On Oedipa, Oedipus, the tower was everywhere and a family in decline

alice wellintown alicewellintown at gmail.com
Sat Jan 2 21:25:24 CST 2010


‘tis better to be lord of men than of WASTE: since neither
walled town nor ship is anything, if it is void and no men
dwell with thee therein.”  Priest of Zeus to Oedipus

> Re: The tower as in 'the tower is everywhere"....well, I had no memory of how pervasive that was as a metaphor in Oedipus....from the beginning, as in Hamlet, The Wasteland, the tower metaphor describes the land with a sick 'king'---who doesn't know he is sick. Late in the play: the chorus: "like our saving tower---soared above the rotting shambles here."

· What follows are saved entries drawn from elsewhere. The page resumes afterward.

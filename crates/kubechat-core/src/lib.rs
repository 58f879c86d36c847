pub mod bindings;
pub mod builder;
pub mod config;
pub mod context;
pub mod error;
pub mod guard;
pub mod message;

pub use error::{KubechatError, Result};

Who is the sick or fisher king in Hamlet? Although Hamlet has all 7
elements of the revenge tragedy it is not a revenge tragedy.  The Play
is the thing. Not revenge. The play begins with the tower and the
first player to speak does not say his own lines but those of another
player. That other player should ask who goes there but the man at the
bottom of the tower says this. The world is not only sick or rotten to
the heart or core, it is turned over in its grave.Hamlet, young
Hamlet, whose "flaw" or rather harematia is often said to be inaction,
asserts himself when he jumps into Ophilia's grave. Once in the grave
with the rival for his lover's corpse, her brother, incest being only
the most obvious gothic pathology of a rotten kingdom, Hamlet says he
is the Dane or King. The tower is now in the womb/tomb. Love and Death
in the American novel is easily traced thru Hamlet to Oedipus and you
don't need a Freudian to make these connections. Of course, it was
Melville who beat Pynchon to all this in Moby-Dick. Pynchon, for
whatever reason, decided to focus on the detectives and spies and rats
and priests in Shakespeare and Greek drama---seems Tom can't help but
read with political lenses on, kinda like how the theatre of the
absurd looked at the school chums Hamlet murdered with his pen,
re-drafting the letter, re-writing the plot.